━━━ GIVEN INFORMATION ━━━

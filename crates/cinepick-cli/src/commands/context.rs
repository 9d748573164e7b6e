use cinepick_config::{Config, CredentialStore, PathManager};
use cinepick_core::{FileStore, LocalWatchHistory, Recommender, RecommenderOptions, Watchlist};
use cinepick_sources::{SourceError, TmdbClient};
use color_eyre::eyre::eyre;
use color_eyre::Result;
use std::sync::Arc;
use tracing::debug;

/// Paths, validated config and local storage shared by the commands
pub struct AppContext {
    pub paths: PathManager,
    pub config: Config,
    store: Arc<FileStore>,
}

impl AppContext {
    pub fn load() -> Result<Self> {
        let paths = PathManager::default();
        let config_file = paths.config_file();

        let config = Config::load_or_default(&config_file)
            .map_err(|e| eyre!("Failed to load config from {}: {}", config_file.display(), e))?;
        config
            .validate()
            .map_err(|e| eyre!("Invalid configuration in {}: {}", config_file.display(), e))?;

        let store_dir = paths.store_dir();
        let store = FileStore::new(&store_dir)
            .map_err(|e| eyre!("Failed to open local store at {}: {}", store_dir.display(), e))?;
        debug!(store = %store_dir.display(), "Local store ready");

        Ok(Self {
            paths,
            config,
            store: Arc::new(store),
        })
    }

    /// TMDB client using environment or stored credentials
    pub fn catalog(&self) -> Result<Arc<TmdbClient>> {
        let credentials_file = self.paths.credentials_file();
        let mut cred_store = CredentialStore::new(credentials_file.clone());
        cred_store
            .load()
            .map_err(|e| eyre!("Failed to load credentials from {}: {}", credentials_file.display(), e))?;

        let auth = cred_store.tmdb_auth().ok_or(SourceError::NotConfigured)?;
        Ok(Arc::new(TmdbClient::from_config(&self.config.tmdb, auth)))
    }

    pub fn history(&self) -> Arc<LocalWatchHistory> {
        Arc::new(LocalWatchHistory::new(self.store.clone()))
    }

    pub fn watchlist(&self) -> Watchlist {
        Watchlist::new(self.store.clone())
    }

    pub fn recommender(&self) -> Result<Recommender> {
        Ok(Recommender::with_options(
            self.catalog()?,
            self.history(),
            RecommenderOptions::from(&self.config.recommendations),
        ))
    }

    pub fn show_alerts(&self) -> bool {
        self.config.display.show_alerts
    }
}
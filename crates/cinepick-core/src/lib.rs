pub mod filter;
pub mod history;
pub mod pagination;
pub mod preferences;
pub mod recommend;
pub mod storage;
pub mod watchlist;

pub use filter::{filter_movies, MovieFilter};
pub use history::{record_watch, LocalWatchHistory, WatchHistoryStore, WATCH_HISTORY_KEY};
pub use pagination::{page_window, PageSlot};
pub use preferences::{compute_genre_preferences, top_genres, GenreScores};
pub use recommend::{rank_candidates, Recommender, RecommenderOptions};
pub use storage::{FileStore, LocalStore, MemoryStore};
pub use watchlist::{Watchlist, WatchlistAction, WATCHLIST_KEY};

#[cfg(test)]
pub(crate) mod test_support;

━━━

### WORK ITEM
Identify the lines of the data that contain the word "PathManager". Copy each of them.

### EXERCISE RESPONSE
use cinepick_config::{Config, CredentialStore, PathManager};
    pub paths: PathManager,
        let paths = PathManager::default();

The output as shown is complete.